Tra l’apocalisse e il vuoto

Pubblicato il 14-09-2022

di Gabriella del Pero

Da più parti si sente ripetere l’angosciata considerazione: «Ma non bastava essere stati per due anni completamente paralizzati dalla pandemia, perché adesso si aggiungesse anche la tremenda preoccupazione, lo strazio per la guerra tra Russia e Ucraina?». Un interrogativo duro, difficile, che non è certo una vera domanda (dal momento che risposte non possono essercene), ma ha invece il sapore di un grido di sconforto. La guerra è e resterà sempre l’esempio del male assoluto, della cieca distruzione, della morte.

La malattia è anch’essa evocatrice della concreta possibilità della fine della vita. In entrambi i casi sappiamo benissimo, quindi, di parlare di eventuali strade senza ritorno, di vie senza sbocchi sicuri, di un tempo senza un futuro garantito. Si tratta certo di eventi “straordinari”, cioè che ci sembrano davvero avvenire in un mondo, in una sfera che è ben al di là delle nostre ordinarie esistenze quotidiane, fatte di abitudini, azioni semplici, ripetitive, di normali routine insomma. Ma le esperienze traumatiche – anche quando non ci coinvolgono subito e direttamente in prima persona – hanno proprio il potere di farci improvvisamente percepire lo “straordinario” come reale, vicino e possibile. La nostra mente oscilla in continuazione tra la stabilità dell’immagine della vita personale di tutti i giorni (lavoro, casa, scuola...) e l’affacciarsi imprevisto delle immagini catastrofiche della guerra che giungono continuamente ai nostri occhi da ogni mezzo di comunicazione.

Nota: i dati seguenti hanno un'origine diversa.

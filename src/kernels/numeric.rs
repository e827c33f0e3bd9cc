//! Null-skipping numeric reductions.

use crate::structs::variants::integer::IntegerArray;
use crate::traits::masked_array::MaskedArray;
use crate::traits::type_unions::Integer;

/// Sum of the valid elements; `None` when the array is empty or all-null.
///
/// Accumulation wraps on overflow. No overflow detection is performed, so
/// wrapping keeps the result deterministic across build profiles.
pub fn sum<T: Integer>(a: &IntegerArray<T>) -> Option<T> {
    if a.is_empty() || a.null_count() == a.len() {
        return None;
    }
    let mut acc = T::zero();
    for i in 0..a.len() {
        if let Some(v) = a.get(i) {
            acc = acc.wrapping_add(&v);
        }
    }
    Some(acc)
}

/// Smallest valid element; `None` when the array is empty or all-null.
pub fn min<T: Integer>(a: &IntegerArray<T>) -> Option<T> {
    if a.is_empty() || a.null_count() == a.len() {
        return None;
    }
    let mut acc = T::max_value();
    for i in 0..a.len() {
        if let Some(v) = a.get(i) {
            if v < acc {
                acc = v;
            }
        }
    }
    Some(acc)
}

/// Largest valid element; `None` when the array is empty or all-null.
pub fn max<T: Integer>(a: &IntegerArray<T>) -> Option<T> {
    if a.is_empty() || a.null_count() == a.len() {
        return None;
    }
    let mut acc = T::min_value();
    for i in 0..a.len() {
        if let Some(v) = a.get(i) {
            if v > acc {
                acc = v;
            }
        }
    }
    Some(acc)
}
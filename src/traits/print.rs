//! Console preview support.

use std::fmt::Display;

/// Maximum number of elements rendered by an array's `Display` preview
/// before truncation.
pub(crate) const MAX_PREVIEW: usize = 50;

/// Prints self to stdout using its `Display` impl.
pub trait Print {
    fn print(&self)
    where
        Self: Display,
    {
        println!("{}", self);
    }
}

impl<T: Display> Print for T {}
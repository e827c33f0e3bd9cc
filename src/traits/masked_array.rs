//! Capability trait every nullable array implements.

use std::fmt::Debug;
use std::hash::Hash;

use crate::structs::bitmask::Bitmask;

/// Uniform surface over the three array types, sized so every generic
/// kernel can be written once and monomorphised per type.
///
/// `ValueRef<'a>` is the cheap borrowed view of one element (`bool`, a
/// primitive integer, `&str`); `Logical` is its owned counterpart. The
/// bounds on `ValueRef` are exactly what the kernels require: comparison
/// for `unique`/`eq`, hashing for `factorize`, `Into<Logical>` for
/// `to_list`.
pub trait MaskedArray: Clone + Default {
    type Logical: Clone + Default + PartialEq + Debug;
    type ValueRef<'a>: Copy + Eq + Ord + Hash + Debug + Into<Self::Logical>
    where
        Self: 'a;

    /// An empty array with room for `cap` elements. When `nullable` is
    /// true a zero-length null mask is materialised up front; otherwise a
    /// mask appears lazily on the first `push_null`.
    fn with_capacity(cap: usize, nullable: bool) -> Self;

    fn len(&self) -> usize;

    fn is_empty(&self) -> bool {
        self.len() == 0
    }

    /// Borrowed view of element `idx`; `None` for nulls and out-of-range
    /// reads.
    fn get(&self, idx: usize) -> Option<Self::ValueRef<'_>>;

    /// Appends a valid element.
    fn push_ref(&mut self, value: Self::ValueRef<'_>);

    /// Appends a null slot, materialising the null mask if absent.
    fn push_null(&mut self);

    fn null_mask(&self) -> Option<&Bitmask>;

    fn null_mask_mut(&mut self) -> Option<&mut Bitmask>;

    fn set_null_mask(&mut self, mask: Option<Bitmask>);

    /// True when slot `idx` is null. An absent mask means all-valid.
    fn is_null(&self, idx: usize) -> bool {
        match self.null_mask() {
            Some(mask) => !mask.get(idx),
            None => false,
        }
    }

    fn null_count(&self) -> usize {
        match self.null_mask() {
            Some(mask) => mask.count_zeros(),
            None => 0,
        }
    }

    /// Bulk append of `other`: value buffers are copied wholesale, validity
    /// is merged at the bitmap level.
    fn append_array(&mut self, other: &Self);

    /// Arrow-style dtype tag, e.g. `"int64[arrow]"`.
    fn dtype(&self) -> &'static str;

    /// Type name used as the preview header.
    fn name() -> &'static str;

    /// Size in bytes of the primary value buffer. Validity and offsets
    /// buffers are not counted.
    fn nbytes(&self) -> usize;

    fn iter_opt(&self) -> impl Iterator<Item = Option<Self::ValueRef<'_>>> {
        (0..self.len()).map(move |i| self.get(i))
    }
}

A volte l’alternarsi di immagini così diverse e contrastanti è talmente rapido da sembrare assurdo, surreale, come l’improvviso comparire della pubblicità di un prodotto di bellezza o di un’auto di lusso nel bel mezzo di un programma televisivo che sta portando nelle nostre case volti distrutti dal dolore e senza più lacrime, feriti senza soccorsi, fosse comuni, lanci di missili, colonne di fumo e carri armati devastati dalle fiamme. Come si fa a passare istantaneamente dall’orrore alla banalità, senza sentirsi storditi? Come si transita in pochi secondi da uno stato d’animo colmo di angoscia e raccapriccio a uno che dovrebbe basarsi sulla serenità o almeno sulla normalità? È giusto essere catapultati da un’amara riflessione sorta davanti a uno scenario apocalittico a una sensazione di vuoto totale? Eppure sono due livelli che nelle nostre giornate coesistono e la loro compresenza spesso ci sgomenta. Si può trovare un minimo di equilibrio tra tante sollecitazioni di segno diametralmente opposto?

Non è facile, come dimostrano le tantissime segnalazioni di bambini, giovani e anche adulti che stanno decisamente male, accusano malesseri e sintomi di tutti i tipi, senza che vengano in effetti diagnosticate malattie di alcun genere. «Non so proprio cosa dire...non ho più parole, non le trovo più nella testa... ci sono solo tanti pensieri che non capisco. E che vanno e vengono senza che io possa fermarli» (Sofia, 13 anni). «Di notte mi sveglio tante volte e ascolto... cerco di sentire se ci sono dei rumori strani, che non ho mai sentito. A volte mi pare che scoppi qualcosa da lontano e allora ho tanta paura» (Matteo, 7 anni). «Mia mamma accende e spegne la televisione tutto il giorno, non so se la guarda davvero o no, forse cerca delle notizie che non ci sono» (Davide, 5 anni e mezzo). «Quando verranno le bombe noi scapperemo in cantina, ma io ho paura che ci sono i topi!» (Annalisa, 3 anni). «Non posso stare a scuola e studiare poesie o fare gli esercizi di inglese o tutto il resto...eppure ci sto. A cosa mi serve? Non so cosa ci sarà per noi domani...ho tanta paura» (Martina, 15 anni).

Non è facile, ma dobbiamo trovare insieme il modo più sano di restare in contatto con la realtà tutta intera, con la coscienza delle tragedie e con il radicamento in ciò che ogni giorno può darci ancora sicurezza. La paura si combatte con le armi che portiamo nel cuore.